Stephen Hough review – a master pianist who lines up with the greats

St George’s, Bristol
Playing his own Partita alongside Debussy, Scriabin, Mompou and Liszt, the artist showed himself equal to any technical demand

Stephen Hough .
Sheer clarity of sound … Stephen Hough. Photograph: Antonio Olmos/the Observer

This was a recital that showed just what a keyboard colossus Stephen Hough, 61 on St Cecilia’s Day, has become. It further underlined the polymath factor in his makeup, with the programme featuring his own composition, a Partita written to commission in 2019, with the music surrounding it helping give context to its style and influences.

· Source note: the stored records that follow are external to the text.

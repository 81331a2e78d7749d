//! Identifier derivation for grid scaffolding
//!
//! Every name the generators need (class names, snake case forms, the grid
//! id, the human title, the SQL table alias) is derived here from a single
//! entity name. All functions are pure: deriving twice from the same entity
//! yields the same [`IdentifierSet`], which is what makes re-runs idempotent.

use crate::error::{MakerError, Result};
use inflector::Inflector;
use serde::Serialize;
use std::fmt;
use std::str::FromStr;

/// Irregular singular/plural pairs, checked before the general inflection rules
const IRREGULAR_PLURALS: &[(&str, &str)] = &[
    ("address", "addresses"),
    ("alias", "aliases"),
    ("analysis", "analyses"),
    ("axis", "axes"),
    ("category", "categories"),
    ("child", "children"),
    ("country", "countries"),
    ("criterion", "criteria"),
    ("currency", "currencies"),
    ("datum", "data"),
    ("foot", "feet"),
    ("goose", "geese"),
    ("half", "halves"),
    ("index", "indexes"),
    ("knife", "knives"),
    ("leaf", "leaves"),
    ("life", "lives"),
    ("man", "men"),
    ("medium", "media"),
    ("mouse", "mice"),
    ("ox", "oxen"),
    ("person", "people"),
    ("quiz", "quizzes"),
    ("status", "statuses"),
    ("tax", "taxes"),
    ("tooth", "teeth"),
    ("wife", "wives"),
    ("woman", "women"),
];

/// Words with no distinct plural form
const UNCOUNTABLE: &[&str] = &[
    "data",
    "equipment",
    "feedback",
    "information",
    "metadata",
    "news",
    "series",
    "species",
    "stock",
];

/// Validate a user supplied identifier token
///
/// `what` names the token in the error message ("entity name", "property name").
///
/// # Errors
///
/// Returns [`MakerError::InvalidIdentifier`] if the token is empty, does not
/// start with an ASCII letter, or contains anything but ASCII alphanumerics
/// and underscores.
pub fn validate_identifier(what: &str, value: &str) -> Result<()> {
    if value.is_empty() {
        return Err(MakerError::InvalidIdentifier(format!("{what} cannot be empty")));
    }

    let starts_with_letter = value.chars().next().is_some_and(|c| c.is_ascii_alphabetic());
    if !starts_with_letter || !value.chars().all(|c| c.is_ascii_alphanumeric() || c == '_') {
        return Err(MakerError::InvalidIdentifier(format!(
            "{what} '{value}' must start with a letter and contain only letters, digits and underscores"
        )));
    }

    Ok(())
}

/// Validated entity name (e.g. `Customer`, `OrderDetail`)
#[derive(Debug, Clone, PartialEq, Eq, Hash)]
pub struct EntityName(String);

impl EntityName {
    /// Parse and validate an entity name
    ///
    /// # Errors
    ///
    /// Returns [`MakerError::InvalidIdentifier`] for empty or non-identifier input.
    pub fn parse(input: &str) -> Result<Self> {
        let name = input.trim();
        validate_identifier("Entity name", name)?;
        Ok(Self(name.to_string()))
    }

    /// Name as supplied by the user
    #[must_use]
    pub fn as_str(&self) -> &str {
        &self.0
    }

    /// Class name form (`PascalCase`)
    ///
    /// Names that already start with an uppercase letter and contain no
    /// underscores are kept verbatim so acronyms survive (`CMSPage`).
    #[must_use]
    pub fn class_name(&self) -> String {
        let starts_upper = self.0.chars().next().is_some_and(|c| c.is_ascii_uppercase());
        if starts_upper && !self.0.contains('_') {
            self.0.clone()
        } else {
            self.0.to_pascal_case()
        }
    }
}

impl FromStr for EntityName {
    type Err = MakerError;

    fn from_str(s: &str) -> Result<Self> {
        Self::parse(s)
    }
}

impl fmt::Display for EntityName {
    fn fmt(&self, f: &mut fmt::Formatter<'_>) -> fmt::Result {
        f.write_str(&self.0)
    }
}

/// Naming variants derived from one entity name
#[derive(Debug, Clone, PartialEq, Eq, Serialize)]
pub struct IdentifierSet {
    /// Entity class name (`OrderDetail`)
    pub class_name: String,
    /// `order_detail`
    pub snake_case: String,
    /// Upper camel case form used for class names (`OrderDetail`)
    pub camel_case: String,
    /// `OrderDetails`
    pub plural_camel_case: String,
    /// `order_details`, also used as the grid id
    pub plural_snake_case: String,
    /// `Order details`
    pub human_title: String,
    /// `od`
    pub table_alias: String,
}

impl IdentifierSet {
    /// Derive every naming variant from an entity name
    #[must_use]
    pub fn derive(entity: &EntityName) -> Self {
        let class_name = entity.class_name();
        let camel_case = class_name.clone();
        let plural_camel_case = pluralize(&camel_case);
        let plural_snake_case = snake_case(&plural_camel_case);
        let snake_case = snake_case(&class_name);
        let human_title = sentence(&plural_snake_case);
        let table_alias = table_alias(&plural_snake_case);

        Self {
            class_name,
            snake_case,
            camel_case,
            plural_camel_case,
            plural_snake_case,
            human_title,
            table_alias,
        }
    }

    /// Primary key column of the entity table (`id_customer`)
    #[must_use]
    pub fn primary_key(&self) -> String {
        format!("id_{}", self.snake_case)
    }

    /// Check that no derived field is empty
    ///
    /// # Errors
    ///
    /// Returns [`MakerError::InvalidIdentifier`] naming the first empty field.
    pub fn validate(&self) -> Result<()> {
        let fields = [
            ("class_name", &self.class_name),
            ("snake_case", &self.snake_case),
            ("camel_case", &self.camel_case),
            ("plural_camel_case", &self.plural_camel_case),
            ("plural_snake_case", &self.plural_snake_case),
            ("human_title", &self.human_title),
            ("table_alias", &self.table_alias),
        ];

        match fields.iter().find(|(_, value)| value.is_empty()) {
            Some((name, _)) => Err(MakerError::InvalidIdentifier(format!(
                "derived identifier '{name}' is empty"
            ))),
            None => Ok(()),
        }
    }
}

/// Pluralize the last word of a camel or snake cased identifier
///
/// # Examples
///
/// ```
/// # use ps_maker::scaffold::naming::pluralize;
/// assert_eq!(pluralize("Category"), "Categories");
/// assert_eq!(pluralize("OrderDetail"), "OrderDetails");
/// assert_eq!(pluralize("SalesPerson"), "SalesPeople");
/// ```
#[must_use]
pub fn pluralize(word: &str) -> String {
    let (head, last) = word.split_at(last_word_start(word));
    if last.is_empty() {
        return word.to_string();
    }

    let plural = plural_of(&last.to_lowercase());
    format!("{head}{}", match_case(last, &plural))
}

/// Snake case that only splits at letter case boundaries
///
/// Digits stay attached to the word before them, so `Order2Detail` becomes
/// `order2_detail` and acronyms stay whole (`CMSPage` to `cms_page`).
///
/// ```
/// # use ps_maker::scaffold::naming::snake_case;
/// assert_eq!(snake_case("OrderDetail"), "order_detail");
/// assert_eq!(snake_case("Order2Detail"), "order2_detail");
/// assert_eq!(snake_case("CMSPage"), "cms_page");
/// ```
#[must_use]
pub fn snake_case(word: &str) -> String {
    let mut out = String::with_capacity(word.len() + 4);
    for (i, ch) in word.char_indices() {
        if is_word_boundary(word, i) && !out.is_empty() && !out.ends_with('_') {
            out.push('_');
        }
        out.push(ch.to_ascii_lowercase());
    }
    out
}

/// Snake words joined by spaces, first letter capitalized (`order_details` to `Order details`)
fn sentence(snake: &str) -> String {
    let words = snake.split('_').filter(|word| !word.is_empty()).collect::<Vec<_>>().join(" ");
    let mut chars = words.chars();
    chars
        .next()
        .map(|first| format!("{}{}", first.to_ascii_uppercase(), chars.as_str()))
        .unwrap_or_default()
}

/// Human readable words for a property or identifier (`firstName` to `First Name`)
#[must_use]
pub fn human_words(input: &str) -> String {
    input.to_title_case()
}

/// First letter of every underscore separated segment (`order_details` to `od`)
#[must_use]
pub fn table_alias(plural_snake: &str) -> String {
    plural_snake
        .split('_')
        .filter_map(|segment| segment.chars().next())
        .collect()
}

fn plural_of(lower: &str) -> String {
    if UNCOUNTABLE.contains(&lower) {
        return lower.to_string();
    }

    IRREGULAR_PLURALS
        .iter()
        .find(|(singular, _)| *singular == lower)
        .map_or_else(|| lower.to_plural(), |(_, plural)| (*plural).to_string())
}

fn match_case(original: &str, plural: &str) -> String {
    let all_upper = original.len() > 1 && original.chars().all(|c| !c.is_ascii_lowercase());
    if all_upper {
        return plural.to_uppercase();
    }

    let mut chars = plural.chars();
    match (original.chars().next(), chars.next()) {
        (Some(first), Some(p)) if first.is_ascii_uppercase() => {
            format!("{}{}", p.to_ascii_uppercase(), chars.as_str())
        }
        _ => plural.to_string(),
    }
}

/// Byte offset where the trailing word of an identifier starts
fn last_word_start(word: &str) -> usize {
    let mut start = 0;
    for (i, ch) in word.char_indices() {
        if ch == '_' {
            start = i + 1;
        } else if is_word_boundary(word, i) {
            start = i;
        }
    }
    start
}

/// Whether an uppercase letter at `i` starts a new word
fn is_word_boundary(word: &str, i: usize) -> bool {
    let bytes = word.as_bytes();
    if i == 0 || !bytes[i].is_ascii_uppercase() {
        return false;
    }

    let prev = bytes[i - 1];
    let next_is_lower = bytes.get(i + 1).is_some_and(u8::is_ascii_lowercase);
    prev.is_ascii_lowercase() || prev.is_ascii_digit() || (prev.is_ascii_uppercase() && next_is_lower)
}
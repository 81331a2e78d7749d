//! ps-maker: grid scaffolding for PrestaShop back-office pages
//!
//! Given an entity name and its properties, ps-maker generates everything a
//! PrestaShop admin grid needs:
//! - **Grid definition factory**: columns, titles and translation domain
//! - **Filters**: search criteria bound to the grid
//! - **Query builder**: SQL select over the entity table
//! - **Data factory and grid factory**: DI services wiring the above
//! - **Controller**: created, or an `indexAction` appended to an existing one
//! - **Index view**: the Twig template rendering the grid
//!
//! Generated classes land in the core project or in a module. Every file and
//! every service record of a run is planned first and committed once, so a
//! failed run leaves the project untouched.
//!
//! # Quick Start
//!
//! ```rust,no_run
//! use ps_maker::config::MakerConfig;
//! use ps_maker::scaffold::destination::Destination;
//! use ps_maker::scaffold::property::PropertyDescriptor;
//! use ps_maker::scaffold::{GridGenerator, GridRequest};
//! use ps_maker::templates::TemplateRegistry;
//! use ps_maker::workspace::{ProjectWorkspace, YamlServiceStore};
//! use std::path::Path;
//!
//! # fn main() -> ps_maker::Result<()> {
//! let root = Path::new("/var/www/prestashop");
//! let config = MakerConfig::load(root, None)?;
//! let layout = config.layout(Destination::from_module(Some("kjgrid"))?);
//!
//! let templates = TemplateRegistry::new()?;
//! let generator = GridGenerator::new(layout.clone(), &templates);
//! let request = GridRequest::new("OrderDetail")
//!     .with_properties(PropertyDescriptor::parse_all(&["product_name", "product_quantity"])?);
//!
//! let mut sources = ProjectWorkspace::new(root, layout.clone());
//! let mut services =
//!     YamlServiceStore::load(root.join(layout.services_file()), config.services.on_conflict)?;
//! let report = generator.run(&request, &mut sources, &mut services)?;
//! println!("{} files written", report.files.len());
//! # Ok(())
//! # }
//! ```

#![forbid(unsafe_code)]
#![deny(clippy::all, clippy::pedantic, clippy::nursery)]
#![warn(clippy::cargo)]
#![allow(clippy::cognitive_complexity)]
#![allow(clippy::multiple_crate_versions)]

pub mod config;
pub mod error;
pub mod observability;
pub mod scaffold;
pub mod templates;
pub mod testing;
pub mod workspace;

pub use error::{MakerError, Result};
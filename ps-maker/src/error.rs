//! Error types for the generation pipeline

use std::path::PathBuf;
use thiserror::Error;

/// Result alias used across the library
pub type Result<T, E = MakerError> = std::result::Result<T, E>;

/// Errors raised while planning or committing a grid scaffold
#[derive(Debug, Error)]
pub enum MakerError {
    /// Entity name, property name or derived identifier is empty or malformed
    #[error("Invalid identifier: {0}")]
    InvalidIdentifier(String),

    /// Referenced template is not registered
    #[error("Template not found: {0}")]
    MissingTemplate(String),

    /// Template exists but could not be rendered
    #[error("Failed to render template {template}: {message}")]
    Render {
        /// Template id
        template: String,
        /// Renderer message
        message: String,
    },

    /// Existing controller could not be read or parsed
    ///
    /// This is the only recoverable error: the controller is skipped and the
    /// rest of the scaffold is still committed.
    #[error("Cannot augment controller {class}: {reason}")]
    ControllerRead {
        /// Fully qualified controller class
        class: String,
        /// What went wrong
        reason: String,
    },

    /// Filesystem failure
    #[error("I/O error on {}: {source}", path.display())]
    Io {
        /// Path being read or written
        path: PathBuf,
        /// Underlying error
        #[source]
        source: std::io::Error,
    },

    /// Services file could not be loaded or written
    #[error("Services file error: {0}")]
    Services(String),

    /// Configuration could not be loaded
    #[error("Configuration error: {0}")]
    Config(String),
}

impl MakerError {
    /// Wrap an I/O error with the path it happened on
    #[must_use]
    pub fn io(path: impl Into<PathBuf>, source: std::io::Error) -> Self {
        Self::Io {
            path: path.into(),
            source,
        }
    }

    /// Whether the pipeline may continue after this error
    #[must_use]
    pub const fn is_recoverable(&self) -> bool {
        matches!(self, Self::ControllerRead { .. })
    }
}
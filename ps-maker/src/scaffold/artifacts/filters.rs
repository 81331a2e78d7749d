//! Search filters generator

use super::{render_class, split_class, Artifact, ArtifactGenerator, ArtifactKind, GridContext};
use crate::error::{MakerError, Result};
use crate::scaffold::services::grid_class;
use crate::templates::{TemplateRenderer, FILTERS};
use serde_json::json;

/// Generates the filters class; it has no service
pub struct FiltersGenerator;

impl ArtifactGenerator for FiltersGenerator {
    fn kind(&self) -> ArtifactKind {
        ArtifactKind::Filters
    }

    fn generate(&self, ctx: &GridContext<'_>, templates: &dyn TemplateRenderer) -> Result<Artifact> {
        let definition_factory = grid_class(ctx.layout, ctx.ids, ArtifactKind::DefinitionFactory)
            .ok_or_else(|| MakerError::Config("Definition factory has no class".to_string()))?;
        let (_, definition_factory_name) = split_class(&definition_factory);

        let variables = json!({
            "definition_factory_class": definition_factory,
            "definition_factory_name": definition_factory_name,
            "primary_key": ctx.ids.primary_key(),
        });

        let file = render_class(ctx, templates, self.kind(), FILTERS, variables)?;

        Ok(Artifact {
            kind: self.kind(),
            file: Some(file),
            service: None,
        })
    }
}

Catalan composer Federico Mompou would emerge as one of those influences and it was with Mompou’s Cants Mágics that Hough began, the understated expressiveness of its five short movements an ideal curtain raiser. Its final Calma had cast an almost incantatory spell, making the opening flourish of Scriabin’s 5th Sonata even more arresting. Scriabin described this as a “big poem”, in its way actually massive, cast in a single movement, its progress mercurial, alternately imposing, playful, lyrical, bombastic. It was played with utter conviction, as were the Debussy Estampes that followed, the storm of Jardins Sous La Pluie vying with Scriabin for impact.